Fig. 4: Validation and application of the MITA modules and cell-type classifiers in circular RNAs.
figure 4

a Schematic illustration of the plasmid constructs for in vitro transcription of circRNAs. b Characterization of nIRES, dIRES, and rIRES in circRNA in Huh7 and HEK293 cells. c Characterization of MITA modules in circRNA in Huh7 and HEK293 cells. MITA modules were designed for endogenous miR-21. d Schematic illustration of the construction of cell-type classifiers in circRNA. e Characterization of cell-type classifiers in circRNA. Fold change was calculated as the normalized luminescence of Huh7 divided by the normalized luminescence of HEK293. f Schematic illustration of the construction of MITA-containing cytotoxic GSDMD-encoding circRNA. g Characterization of the nIRES-containing and AJ2 MITA-containing cytotoxic GSDMD-encoding circRNA in Huh7 and HEK293 cells. Cytotoxicity was characterized by LDH activity measured by LDH cytotoxicity assay. h Schematic illustration of the construction of cytotoxic GSDMD-encoding cell-type classifier circRNA. i Characterization of the cytotoxic GSDMD-encoding cell-type classifier circRNA in Huh7 and HEK293 cells. j, k Characterization of the AJ2 MITA-containing cytotoxic GSDMD-encoding circRNA in cell mixtures. Huh7 (EYFP+) cells and HEK293 (mScarlet+) cells were co-cultured and cytotoxic GSDMD-encoding (classifier) or noncytotoxic (control) circRNAs were transfected into the cell mixtures, respectively. j The scatter plots show the fractions of Huh7 (EYFP+) cells and HEK293 (mScarlet+) cells under the indicated conditions. k The bar chart shows the ratio of the surviving Huh7 (EYFP+) cell percentage to the surviving HEK293 (mScarlet+) cell percentage under the indicated conditions. HEK293 and Huh7 cell lines were used for the transfection experiments. Data are presented as mean values with error bars representing the standard deviation of three independent biological replicates (n = 3 in each group). pT7, T7 promoter. PIE, permuted-intron-exon. Fluc, firefly luciferase. 2 A, 2A-peptide. circRNA, circular RNA. Schematic illustration figures were created with BioRender.com with publication licenses. Source data are provided as a Source Data file.
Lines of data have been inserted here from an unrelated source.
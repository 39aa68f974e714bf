use tracing::debug;

use crate::errors::QueueError;
use crate::layout::{Diagnostics, QueueConfig, Role};
use crate::region::Region;

/// Single-producer/single-consumer message queue over a named shared memory region.
///
/// One process constructs it as [`Role::Creator`], the other as
/// [`Role::Attacher`] with the same name and capacity. Either side may enqueue
/// or dequeue, but at most one side may enqueue and at most one may dequeue;
/// concurrent producers or concurrent consumers are not supported.
///
/// The region is released by [`MessageQueue::close`] or on drop, whichever
/// comes first. After that every operation fails with [`QueueError::Disposed`].
pub struct MessageQueue {
    region: Option<Region>,
    cfg: QueueConfig,
    role: Role,
}

// The mapping is process wide, so the handle may move between threads. It is
// not `Sync`: two threads sharing one handle would be two producers.
unsafe impl Send for MessageQueue {}

impl MessageQueue {
    pub fn new(cfg: &QueueConfig, role: Role) -> Result<MessageQueue, QueueError> {
        let region = Region::open(cfg, role)?;
        Ok(MessageQueue {
            region: Some(region),
            cfg: cfg.clone(),
            role,
        })
    }

    /// Allocates a new region named `name`. Fails if one already exists.
    pub fn create(capacity: usize, name: &str) -> Result<MessageQueue, QueueError> {
        MessageQueue::new(&QueueConfig::new(name, capacity), Role::Creator)
    }

    /// Opens the region `name` created elsewhere with the same capacity.
    pub fn attach(capacity: usize, name: &str) -> Result<MessageQueue, QueueError> {
        MessageQueue::new(&QueueConfig::new(name, capacity), Role::Attacher)
    }

    #[inline]
    fn region(&self) -> Result<&Region, QueueError> {
        self.region.as_ref().ok_or(QueueError::Disposed)
    }

    /// Writes `payload` as one record, or fails without touching the queue.
    pub fn enqueue(&mut self, payload: &[u8]) -> Result<(), QueueError> {
        self.region()?.ring().enqueue(payload)
    }

    /// Takes the oldest record, or `Ok(None)` if there is none.
    pub fn dequeue(&mut self) -> Result<Option<Vec<u8>>, QueueError> {
        self.region()?.ring().dequeue()
    }

    pub fn diagnostics(&self) -> Result<Diagnostics, QueueError> {
        Ok(self.region()?.ring().diagnostics())
    }

    pub fn role(&self) -> Role {
        self.role
    }

    pub fn name(&self) -> &str {
        &self.cfg.name
    }

    pub fn capacity(&self) -> usize {
        self.cfg.capacity
    }

    pub fn is_closed(&self) -> bool {
        self.region.is_none()
    }

    /// Releases the region. A creator also unlinks it. Calling this again is a no-op.
    pub fn close(&mut self) {
        if let Some(region) = self.region.take() {
            debug!(name = %self.cfg.name, role = %region.role(), "closing queue");
        }
    }
}

impl Drop for MessageQueue {
    fn drop(&mut self) {
        self.close();
    }
}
To evaluate the versatility of our cell-type classifiers, we sought to alter the miRNA binding sites (miRBSs) of the MITA and MITR modules in the cytotoxic GSDMD-encoding circRNA, while maintaining the optimized AJ2 secondary structure of the MITA module (generating classifiers 1 to 4, Supplementary Fig. 7a). We first swapped the miRBSs of the previous classifier (containing miR-21 MITA and miR-18a MITR) to generate a new classifier with miR-18a MITA and miR-21 MITR, expecting this to confer HEK293 cell-targeting cytotoxicity. We then performed LDH assays and co-culture flow cytometry experiments (Supplementary Fig. 7a, c, and e, f, Supplementary Fig. 8a, b, and d–g), and we observed reversed cell killing effects for this new classifier 2 compared with the original classifier 1, consistent with the altered miRBS order.
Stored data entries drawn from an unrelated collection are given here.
use shared_memory::ShmemError;
use thiserror::Error;

/// Every failure a queue operation can surface.
///
/// An empty queue is not an error: `dequeue` reports it as `Ok(None)`.
#[derive(Debug, Error)]
pub enum QueueError {
    /// The payload was empty. Nothing was written.
    #[error("payload must contain at least one byte")]
    InvalidArgument,

    /// The record does not fit, either ever or right now. Nothing was written.
    #[error("record of {required} bytes does not fit, {available} bytes available")]
    CapacityExceeded { required: usize, available: usize },

    #[error("failed to construct queue `{name}`: {cause}")]
    Construction {
        name: String,
        #[source]
        cause: ConstructionError,
    },

    #[error("queue has been closed")]
    Disposed,

    /// A length prefix that cannot describe a record inside the published occupancy.
    #[error("corrupt record at offset {offset} with length {length}")]
    CorruptRecord { offset: u32, length: u32 },
}

#[derive(Debug, Error)]
pub enum ConstructionError {
    #[error("capacity must be between 1 and {max} bytes, got {got}")]
    InvalidCapacity { got: usize, max: usize },

    #[error("a region with this name already exists")]
    RegionExists,

    #[error("no region with this name exists")]
    RegionMissing,

    #[error("region exists but its creator has not finished initializing it")]
    NotInitialized,

    #[error("capacity mismatch: expected {expected} bytes, region holds {found}")]
    CapacityMismatch { expected: usize, found: usize },

    #[error("mapping is {found} bytes, at least {expected} required")]
    RegionTooSmall { expected: usize, found: usize },

    #[error("shared memory error: {0}")]
    SharedMemory(ShmemError),
}

// ENOENT on unix, ERROR_FILE_NOT_FOUND on windows.
const NOT_FOUND: u32 = 2;

impl From<ShmemError> for ConstructionError {
    fn from(err: ShmemError) -> Self {
        match err {
            ShmemError::MappingIdExists | ShmemError::LinkExists => ConstructionError::RegionExists,
            ShmemError::MapOpenFailed(NOT_FOUND) | ShmemError::LinkDoesNotExist => {
                ConstructionError::RegionMissing
            }
            other => ConstructionError::SharedMemory(other),
        }
    }
}

impl ConstructionError {
    pub(crate) fn named(self, name: &str) -> QueueError {
        QueueError::Construction {
            name: name.to_string(),
            cause: self,
        }
    }
}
We further extended our classifier design principle for distinguishing Huh7 cells from another liver-derived line, L-02. We first identified let-7c24 as a highly active L-02-specific miRNA marker using flow cytometry with both linear mRNA and circRNA transfection (Supplementary Fig. 7b). Both linear mRNA and circRNA transfection experiments showed that let-7c exhibited much higher activity in L-02 cells than Huh7 cells, with a more substantial repression activity of let-7c in circRNA transfection compared with linear mRNA transfection. With miR-21 as the Huh7-specific marker and let-7c as the L-02-specific marker, we designed two additional classifiers: classifier 3 with miR-21 MITA and let-7c MITR to distinguish Huh7 from L-02, and classifier 4 with let-7c MITA and miR-21 MITR to distinguish L-02 from Huh7 (Supplementary Fig. 7a). Transfection experiments showed classifier 3 induced stronger Huh7 cell death compared to L-02, while classifier 4 was more cytotoxic to L-02 versus Huh7 (Supplementary Fig. 7d and g, h, Supplementary Fig. 8b, c, and h–k). Collectively, these results demonstrated that our PROMITAR-based cell-type classifier design principle can distinguish cell types based on their unique miRNA expression profiles.
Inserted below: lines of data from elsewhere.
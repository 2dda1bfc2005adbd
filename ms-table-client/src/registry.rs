// Copyright 2025 Apache Doris Community
// Licensed under the Apache License, Version 2.0

//! Process-wide table-master clients
//!
//! Exactly one transport exists per master address. The first caller for an
//! address connects; every later caller shares that client until the process
//! exits or the address is explicitly released.

use crate::transport::TableMasterTransport;
use dashmap::DashMap;
use lazy_static::lazy_static;
use ms_common::utils::split_host_port;
use ms_common::Result;
use std::sync::Arc;
use tracing::info;

/// Opens a transport to one master address
pub trait TransportFactory: Send + Sync {
    fn connect(&self, address: &str, principal: Option<&str>) -> Result<Arc<dyn TableMasterTransport>>;
}

impl<F> TransportFactory for F
where
    F: Fn(&str, Option<&str>) -> Result<Arc<dyn TableMasterTransport>> + Send + Sync,
{
    fn connect(&self, address: &str, principal: Option<&str>) -> Result<Arc<dyn TableMasterTransport>> {
        self(address, principal)
    }
}

lazy_static! {
    static ref GLOBAL_REGISTRY: ClientRegistry = ClientRegistry::new();
}

pub struct ClientRegistry {
    /// Normalized `host:port` -> client
    clients: DashMap<String, Arc<dyn TableMasterTransport>>,
}

impl ClientRegistry {
    pub fn new() -> Self {
        Self {
            clients: DashMap::new(),
        }
    }

    pub fn global() -> &'static ClientRegistry {
        &GLOBAL_REGISTRY
    }

    fn registry_key(address: &str) -> Result<String> {
        let (host, port) = split_host_port(address)?;
        Ok(format!("{}:{}", host.to_lowercase(), port))
    }

    /// Shared client for `address`, connecting through `factory` on first use
    pub fn get_or_connect(
        &self,
        address: &str,
        principal: Option<&str>,
        factory: &dyn TransportFactory,
    ) -> Result<Arc<dyn TableMasterTransport>> {
        let key = Self::registry_key(address)?;
        if let Some(client) = self.clients.get(&key) {
            return Ok(client.value().clone());
        }
        // Connect runs under the shard lock so each address connects once;
        // lookups of other addresses on the same shard wait for it
        let client = self.clients.entry(key.clone()).or_try_insert_with(|| {
            info!("Connecting to table master at {}", key);
            factory.connect(&key, principal)
        })?;
        Ok(client.value().clone())
    }

    pub fn get(&self, address: &str) -> Option<Arc<dyn TableMasterTransport>> {
        let key = Self::registry_key(address).ok()?;
        self.clients.get(&key).map(|client| client.value().clone())
    }

    /// Drop the registry's handle; callers still holding the client keep it alive
    pub fn release(&self, address: &str) -> Option<Arc<dyn TableMasterTransport>> {
        let key = Self::registry_key(address).ok()?;
        let removed = self.clients.remove(&key).map(|(_, client)| client);
        if removed.is_some() {
            info!("Released table master client for {}", key);
        }
        removed
    }

    pub fn len(&self) -> usize {
        self.clients.len()
    }

    pub fn is_empty(&self) -> bool {
        self.clients.is_empty()
    }
}

impl Default for ClientRegistry {
    fn default() -> Self {
        Self::new()
    }
}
Extending the design principles of the PROMITAR platform to classical swine fever virus (CSFV) IRES

To further demonstrate the versatility of our strategy, we then sought to expand the PROMITAR platform by applying our design principle to the classical swine fever virus (CSFV) IRES, which owns a similar pseudoknot structure as HCV IRES25 (Fig. 5a). Firstly, we also designed a 20-nt DS targeting the pseudoknot of the CSFV IRES (also, termed this structure dIRES) and observed a similar inhibition effect as in HCV IRES (Fig. 5b, Supplementary Fig. 9a), suggesting that our strategy could extend to other IRES. Then we also introduced a series of RS upstream of the 20-nt DS and observed up to 70% recovery rate when the length of RS reached 13 nucleotides (Fig. 5c, d, Supplementary Fig. 9b, c). Following a similar approach as we designed the MITA and MITR with HCV IRES, we developed customized MITA and MITR modules based on the CSFV IRES by incorporating miRBSs responsive to miR-21 and miR-FF4, respectively. With the 20-nt DS and 13-nt RS, we designed RNA secondary structures with miR-21 binding sites sequestering the RS for MITAs as in HCV IRES, and designed MITR by inserting fully complementary binding sites of miR-FF4 both upstream and downstream of the CSFV IRES. We transfected the MITA-containing reporter plasmid into Huh7 and HEK293 cells (Fig. 5e, Supplementary Fig. 9d, e), and co-transfected MITR-containing reporter plasmids with miRNA mimics in HEK293 cells (Fig. 5f, g, Supplementary Fig. 9f, g). Notably, these constructs based on CSFV IRES performed in a manner closely analogous to the previously tested HCV IRES-based designs. Collectively, these results suggested that our design principle offered a versatile framework for developing other PROMITAR platforms capable of engineering diverse IRES sequences while preserving the desired miRNA-responsive functionality.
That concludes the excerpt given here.